◆ **Your instructions**: The listing below holds a line with "impl<E: ExecutionEngine, S: ReplicatedState>" and a later line with "be passed to". Write out those two lines and every line between them, exactly, and nothing else.

◆ **Entries supplied**:

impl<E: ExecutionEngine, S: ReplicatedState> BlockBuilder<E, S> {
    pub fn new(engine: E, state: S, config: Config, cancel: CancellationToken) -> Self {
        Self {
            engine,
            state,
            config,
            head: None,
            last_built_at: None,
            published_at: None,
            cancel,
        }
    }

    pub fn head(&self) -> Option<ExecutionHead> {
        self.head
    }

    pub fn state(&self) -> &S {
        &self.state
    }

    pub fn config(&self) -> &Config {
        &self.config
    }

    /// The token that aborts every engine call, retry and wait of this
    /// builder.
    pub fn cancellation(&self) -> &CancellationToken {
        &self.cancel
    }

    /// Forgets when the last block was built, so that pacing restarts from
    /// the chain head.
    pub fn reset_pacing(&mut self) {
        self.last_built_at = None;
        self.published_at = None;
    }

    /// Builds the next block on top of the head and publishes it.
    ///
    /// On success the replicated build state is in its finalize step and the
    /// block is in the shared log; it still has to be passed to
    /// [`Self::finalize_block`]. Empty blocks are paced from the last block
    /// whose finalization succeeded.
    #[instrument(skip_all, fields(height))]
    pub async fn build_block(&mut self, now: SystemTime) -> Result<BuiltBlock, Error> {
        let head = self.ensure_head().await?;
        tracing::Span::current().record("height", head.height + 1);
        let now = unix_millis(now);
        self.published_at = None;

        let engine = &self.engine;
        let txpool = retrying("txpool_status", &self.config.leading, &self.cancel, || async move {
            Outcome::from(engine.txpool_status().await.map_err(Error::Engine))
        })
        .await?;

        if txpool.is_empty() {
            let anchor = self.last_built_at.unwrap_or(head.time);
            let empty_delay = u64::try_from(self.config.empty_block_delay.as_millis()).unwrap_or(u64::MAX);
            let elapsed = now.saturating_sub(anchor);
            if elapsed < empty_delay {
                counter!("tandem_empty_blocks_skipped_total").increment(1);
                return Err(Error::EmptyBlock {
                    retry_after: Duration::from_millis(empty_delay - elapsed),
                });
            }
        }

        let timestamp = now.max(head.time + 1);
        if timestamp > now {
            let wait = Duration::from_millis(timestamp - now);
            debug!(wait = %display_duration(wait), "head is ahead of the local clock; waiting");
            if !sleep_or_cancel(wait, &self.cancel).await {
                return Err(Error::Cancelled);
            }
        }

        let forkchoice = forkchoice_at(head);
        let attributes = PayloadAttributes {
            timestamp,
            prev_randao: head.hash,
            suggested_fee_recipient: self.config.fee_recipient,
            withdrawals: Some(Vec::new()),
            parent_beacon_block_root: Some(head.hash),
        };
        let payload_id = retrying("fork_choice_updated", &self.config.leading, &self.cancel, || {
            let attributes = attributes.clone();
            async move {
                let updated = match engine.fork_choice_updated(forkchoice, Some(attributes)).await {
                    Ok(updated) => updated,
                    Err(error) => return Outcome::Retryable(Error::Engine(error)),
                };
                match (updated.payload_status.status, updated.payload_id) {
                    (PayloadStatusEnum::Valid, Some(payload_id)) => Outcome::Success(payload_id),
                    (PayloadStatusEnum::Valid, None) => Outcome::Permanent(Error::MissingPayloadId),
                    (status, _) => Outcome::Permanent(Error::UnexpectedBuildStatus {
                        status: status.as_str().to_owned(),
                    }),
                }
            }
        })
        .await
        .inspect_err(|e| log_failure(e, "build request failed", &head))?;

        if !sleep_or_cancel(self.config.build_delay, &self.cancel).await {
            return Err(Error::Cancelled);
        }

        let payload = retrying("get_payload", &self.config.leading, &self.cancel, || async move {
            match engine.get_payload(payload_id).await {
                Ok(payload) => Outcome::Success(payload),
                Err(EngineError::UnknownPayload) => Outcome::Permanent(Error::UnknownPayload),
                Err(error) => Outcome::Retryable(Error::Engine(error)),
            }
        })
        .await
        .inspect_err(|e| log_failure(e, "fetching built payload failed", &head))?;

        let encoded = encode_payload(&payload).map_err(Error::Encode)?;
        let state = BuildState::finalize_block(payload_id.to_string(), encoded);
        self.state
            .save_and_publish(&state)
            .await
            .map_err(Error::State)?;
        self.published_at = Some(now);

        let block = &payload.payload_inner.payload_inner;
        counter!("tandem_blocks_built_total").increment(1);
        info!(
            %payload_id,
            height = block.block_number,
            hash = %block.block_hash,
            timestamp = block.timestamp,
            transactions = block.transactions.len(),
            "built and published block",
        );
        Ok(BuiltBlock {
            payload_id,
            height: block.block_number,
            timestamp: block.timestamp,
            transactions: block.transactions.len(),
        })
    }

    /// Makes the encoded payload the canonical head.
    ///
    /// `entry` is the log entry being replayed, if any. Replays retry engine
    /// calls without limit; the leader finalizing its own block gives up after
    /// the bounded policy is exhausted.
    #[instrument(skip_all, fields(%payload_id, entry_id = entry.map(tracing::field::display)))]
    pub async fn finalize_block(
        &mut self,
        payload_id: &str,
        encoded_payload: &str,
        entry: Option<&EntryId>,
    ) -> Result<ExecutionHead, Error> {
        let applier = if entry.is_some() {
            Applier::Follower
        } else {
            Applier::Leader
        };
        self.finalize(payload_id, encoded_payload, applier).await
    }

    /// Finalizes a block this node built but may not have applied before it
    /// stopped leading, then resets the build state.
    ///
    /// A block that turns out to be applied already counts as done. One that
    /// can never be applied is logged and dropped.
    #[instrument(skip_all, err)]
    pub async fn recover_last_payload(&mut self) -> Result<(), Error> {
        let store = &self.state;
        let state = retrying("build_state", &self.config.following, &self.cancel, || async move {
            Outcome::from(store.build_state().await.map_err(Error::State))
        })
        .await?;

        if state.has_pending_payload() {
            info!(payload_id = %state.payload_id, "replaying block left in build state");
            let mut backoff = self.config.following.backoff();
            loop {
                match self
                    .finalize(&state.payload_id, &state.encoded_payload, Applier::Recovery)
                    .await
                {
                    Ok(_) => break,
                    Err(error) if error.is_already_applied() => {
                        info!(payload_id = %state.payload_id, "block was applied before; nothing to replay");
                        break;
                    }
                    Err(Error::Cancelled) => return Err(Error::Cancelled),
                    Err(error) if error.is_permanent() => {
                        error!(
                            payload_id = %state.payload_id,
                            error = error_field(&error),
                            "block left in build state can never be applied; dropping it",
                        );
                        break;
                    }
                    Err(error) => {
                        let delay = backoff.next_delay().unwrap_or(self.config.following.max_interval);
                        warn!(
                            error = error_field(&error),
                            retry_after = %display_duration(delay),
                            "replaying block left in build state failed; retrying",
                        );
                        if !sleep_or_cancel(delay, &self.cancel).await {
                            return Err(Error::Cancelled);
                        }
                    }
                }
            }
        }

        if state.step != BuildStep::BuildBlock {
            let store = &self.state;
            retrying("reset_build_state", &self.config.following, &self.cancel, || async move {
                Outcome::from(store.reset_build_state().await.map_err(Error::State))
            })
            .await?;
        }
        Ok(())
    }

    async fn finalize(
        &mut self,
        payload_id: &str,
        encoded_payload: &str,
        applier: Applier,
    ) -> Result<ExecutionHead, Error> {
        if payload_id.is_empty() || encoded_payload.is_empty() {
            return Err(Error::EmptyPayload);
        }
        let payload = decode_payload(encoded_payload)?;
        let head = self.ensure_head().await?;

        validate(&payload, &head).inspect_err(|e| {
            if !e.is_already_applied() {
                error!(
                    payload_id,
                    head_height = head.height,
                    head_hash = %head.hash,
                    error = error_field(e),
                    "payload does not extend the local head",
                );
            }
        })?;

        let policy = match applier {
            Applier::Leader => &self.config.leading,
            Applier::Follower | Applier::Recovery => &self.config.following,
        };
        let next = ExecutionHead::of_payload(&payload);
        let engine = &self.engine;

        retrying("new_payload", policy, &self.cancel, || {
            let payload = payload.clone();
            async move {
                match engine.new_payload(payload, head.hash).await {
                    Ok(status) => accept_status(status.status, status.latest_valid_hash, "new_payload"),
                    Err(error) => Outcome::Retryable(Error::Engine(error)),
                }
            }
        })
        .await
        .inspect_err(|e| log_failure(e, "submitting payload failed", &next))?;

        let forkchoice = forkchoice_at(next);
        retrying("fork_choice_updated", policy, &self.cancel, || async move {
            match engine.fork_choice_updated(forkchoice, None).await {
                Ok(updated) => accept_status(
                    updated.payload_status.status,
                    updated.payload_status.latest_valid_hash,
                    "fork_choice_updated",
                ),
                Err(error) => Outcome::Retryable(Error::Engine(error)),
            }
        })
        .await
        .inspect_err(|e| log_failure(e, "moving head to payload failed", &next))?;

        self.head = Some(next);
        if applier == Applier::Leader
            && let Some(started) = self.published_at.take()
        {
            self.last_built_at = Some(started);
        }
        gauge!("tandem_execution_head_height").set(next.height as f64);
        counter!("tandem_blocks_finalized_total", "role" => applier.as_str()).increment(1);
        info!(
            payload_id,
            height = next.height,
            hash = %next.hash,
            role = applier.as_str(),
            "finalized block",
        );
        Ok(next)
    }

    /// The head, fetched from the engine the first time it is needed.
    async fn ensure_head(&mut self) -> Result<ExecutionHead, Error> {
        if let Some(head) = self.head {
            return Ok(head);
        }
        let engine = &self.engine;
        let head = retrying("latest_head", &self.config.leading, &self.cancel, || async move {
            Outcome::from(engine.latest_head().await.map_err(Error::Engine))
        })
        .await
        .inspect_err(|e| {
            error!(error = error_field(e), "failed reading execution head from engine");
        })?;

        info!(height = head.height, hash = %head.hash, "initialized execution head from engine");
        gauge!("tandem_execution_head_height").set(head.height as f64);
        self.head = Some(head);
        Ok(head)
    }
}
==
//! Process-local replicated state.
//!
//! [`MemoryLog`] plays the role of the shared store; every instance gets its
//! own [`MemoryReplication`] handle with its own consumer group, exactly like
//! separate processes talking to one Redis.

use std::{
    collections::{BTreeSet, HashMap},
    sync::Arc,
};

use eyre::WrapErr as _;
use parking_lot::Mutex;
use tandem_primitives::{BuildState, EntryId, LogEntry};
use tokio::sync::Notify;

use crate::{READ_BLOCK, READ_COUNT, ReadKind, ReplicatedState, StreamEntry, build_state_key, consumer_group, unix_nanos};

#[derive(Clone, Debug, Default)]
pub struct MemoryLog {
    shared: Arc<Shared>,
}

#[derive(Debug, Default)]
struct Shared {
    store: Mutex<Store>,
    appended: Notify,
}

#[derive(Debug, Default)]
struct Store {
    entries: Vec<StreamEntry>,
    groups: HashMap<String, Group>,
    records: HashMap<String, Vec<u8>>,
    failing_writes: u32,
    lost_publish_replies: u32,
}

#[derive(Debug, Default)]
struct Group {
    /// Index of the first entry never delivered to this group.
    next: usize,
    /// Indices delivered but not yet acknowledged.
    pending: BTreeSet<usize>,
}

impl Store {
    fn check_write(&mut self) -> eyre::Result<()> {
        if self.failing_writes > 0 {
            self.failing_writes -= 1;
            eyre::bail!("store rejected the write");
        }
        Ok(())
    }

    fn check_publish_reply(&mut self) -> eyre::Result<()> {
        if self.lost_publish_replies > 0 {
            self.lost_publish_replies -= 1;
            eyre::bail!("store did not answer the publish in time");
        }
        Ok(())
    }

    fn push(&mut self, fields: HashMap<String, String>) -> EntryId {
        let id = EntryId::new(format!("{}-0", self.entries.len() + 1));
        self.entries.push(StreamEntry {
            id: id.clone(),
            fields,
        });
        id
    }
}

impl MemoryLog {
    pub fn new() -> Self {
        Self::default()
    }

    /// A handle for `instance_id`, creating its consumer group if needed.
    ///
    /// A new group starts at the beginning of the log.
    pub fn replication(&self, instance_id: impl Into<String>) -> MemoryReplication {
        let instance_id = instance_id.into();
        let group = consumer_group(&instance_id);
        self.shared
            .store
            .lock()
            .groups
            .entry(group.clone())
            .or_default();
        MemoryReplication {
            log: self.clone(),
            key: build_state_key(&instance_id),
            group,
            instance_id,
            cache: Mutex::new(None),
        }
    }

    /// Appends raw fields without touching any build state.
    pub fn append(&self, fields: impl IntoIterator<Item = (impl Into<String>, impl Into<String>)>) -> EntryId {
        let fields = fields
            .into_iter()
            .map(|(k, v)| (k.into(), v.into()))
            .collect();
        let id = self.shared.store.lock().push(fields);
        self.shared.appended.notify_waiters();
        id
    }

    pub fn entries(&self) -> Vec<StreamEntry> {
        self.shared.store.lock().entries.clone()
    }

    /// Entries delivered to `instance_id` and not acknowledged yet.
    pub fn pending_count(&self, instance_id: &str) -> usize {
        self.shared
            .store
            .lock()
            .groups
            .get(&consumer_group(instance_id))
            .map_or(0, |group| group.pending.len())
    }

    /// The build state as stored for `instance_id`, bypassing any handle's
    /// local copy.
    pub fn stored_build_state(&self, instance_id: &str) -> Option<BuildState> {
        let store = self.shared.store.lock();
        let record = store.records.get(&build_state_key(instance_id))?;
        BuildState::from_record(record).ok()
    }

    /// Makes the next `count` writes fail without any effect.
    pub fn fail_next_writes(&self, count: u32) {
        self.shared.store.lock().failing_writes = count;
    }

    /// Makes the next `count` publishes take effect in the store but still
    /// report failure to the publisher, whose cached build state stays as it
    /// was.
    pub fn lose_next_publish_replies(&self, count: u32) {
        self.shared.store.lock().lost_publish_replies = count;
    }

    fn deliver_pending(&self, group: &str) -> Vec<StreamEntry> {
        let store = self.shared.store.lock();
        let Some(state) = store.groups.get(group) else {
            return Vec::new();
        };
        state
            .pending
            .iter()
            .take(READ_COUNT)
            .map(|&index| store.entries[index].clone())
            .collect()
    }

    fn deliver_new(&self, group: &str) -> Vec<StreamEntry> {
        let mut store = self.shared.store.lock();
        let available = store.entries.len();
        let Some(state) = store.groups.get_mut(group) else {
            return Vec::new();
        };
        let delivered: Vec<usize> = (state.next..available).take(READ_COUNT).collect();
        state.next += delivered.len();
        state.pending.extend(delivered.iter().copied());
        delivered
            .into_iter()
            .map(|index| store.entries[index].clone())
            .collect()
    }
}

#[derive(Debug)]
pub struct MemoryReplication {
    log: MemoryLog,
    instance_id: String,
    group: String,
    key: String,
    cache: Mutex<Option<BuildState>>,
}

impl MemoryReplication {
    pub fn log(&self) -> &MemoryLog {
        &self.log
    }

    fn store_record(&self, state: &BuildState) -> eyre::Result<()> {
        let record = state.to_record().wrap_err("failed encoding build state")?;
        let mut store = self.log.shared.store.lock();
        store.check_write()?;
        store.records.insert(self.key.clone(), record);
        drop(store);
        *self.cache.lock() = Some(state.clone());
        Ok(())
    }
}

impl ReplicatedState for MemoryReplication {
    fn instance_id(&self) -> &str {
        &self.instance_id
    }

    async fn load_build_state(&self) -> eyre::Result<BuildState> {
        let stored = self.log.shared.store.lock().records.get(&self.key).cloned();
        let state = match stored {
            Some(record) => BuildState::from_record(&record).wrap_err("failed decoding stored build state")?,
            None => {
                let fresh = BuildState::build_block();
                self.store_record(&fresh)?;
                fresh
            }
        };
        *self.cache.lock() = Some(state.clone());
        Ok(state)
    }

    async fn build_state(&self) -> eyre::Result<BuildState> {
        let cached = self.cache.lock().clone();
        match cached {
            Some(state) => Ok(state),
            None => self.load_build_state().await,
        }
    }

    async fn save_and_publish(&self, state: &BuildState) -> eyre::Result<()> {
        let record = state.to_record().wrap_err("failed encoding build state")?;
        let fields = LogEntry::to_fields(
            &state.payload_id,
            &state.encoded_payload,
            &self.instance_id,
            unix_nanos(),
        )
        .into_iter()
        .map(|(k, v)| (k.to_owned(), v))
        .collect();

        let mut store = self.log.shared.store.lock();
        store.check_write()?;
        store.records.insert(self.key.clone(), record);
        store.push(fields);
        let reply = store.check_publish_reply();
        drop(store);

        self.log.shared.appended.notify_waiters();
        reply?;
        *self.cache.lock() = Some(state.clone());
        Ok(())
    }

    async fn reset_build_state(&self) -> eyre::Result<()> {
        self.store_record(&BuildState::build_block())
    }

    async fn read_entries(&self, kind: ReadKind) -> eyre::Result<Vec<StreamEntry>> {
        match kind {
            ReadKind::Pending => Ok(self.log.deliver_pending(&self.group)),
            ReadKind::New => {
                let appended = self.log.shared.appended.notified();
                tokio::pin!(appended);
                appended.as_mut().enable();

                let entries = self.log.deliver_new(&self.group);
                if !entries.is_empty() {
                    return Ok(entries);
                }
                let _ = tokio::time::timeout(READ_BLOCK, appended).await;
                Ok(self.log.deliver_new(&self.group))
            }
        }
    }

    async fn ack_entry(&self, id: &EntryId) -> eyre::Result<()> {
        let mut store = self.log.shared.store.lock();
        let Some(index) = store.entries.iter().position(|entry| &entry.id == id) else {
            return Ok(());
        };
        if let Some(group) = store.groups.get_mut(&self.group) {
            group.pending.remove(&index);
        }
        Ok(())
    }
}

◆ **Expected answer**:
impl<E: ExecutionEngine, S: ReplicatedState> BlockBuilder<E, S> {
    pub fn new(engine: E, state: S, config: Config, cancel: CancellationToken) -> Self {
        Self {
            engine,
            state,
            config,
            head: None,
            last_built_at: None,
            published_at: None,
            cancel,
        }
    }

    pub fn head(&self) -> Option<ExecutionHead> {
        self.head
    }

    pub fn state(&self) -> &S {
        &self.state
    }

    pub fn config(&self) -> &Config {
        &self.config
    }

    /// The token that aborts every engine call, retry and wait of this
    /// builder.
    pub fn cancellation(&self) -> &CancellationToken {
        &self.cancel
    }

    /// Forgets when the last block was built, so that pacing restarts from
    /// the chain head.
    pub fn reset_pacing(&mut self) {
        self.last_built_at = None;
        self.published_at = None;
    }

    /// Builds the next block on top of the head and publishes it.
    ///
    /// On success the replicated build state is in its finalize step and the
    /// block is in the shared log; it still has to be passed to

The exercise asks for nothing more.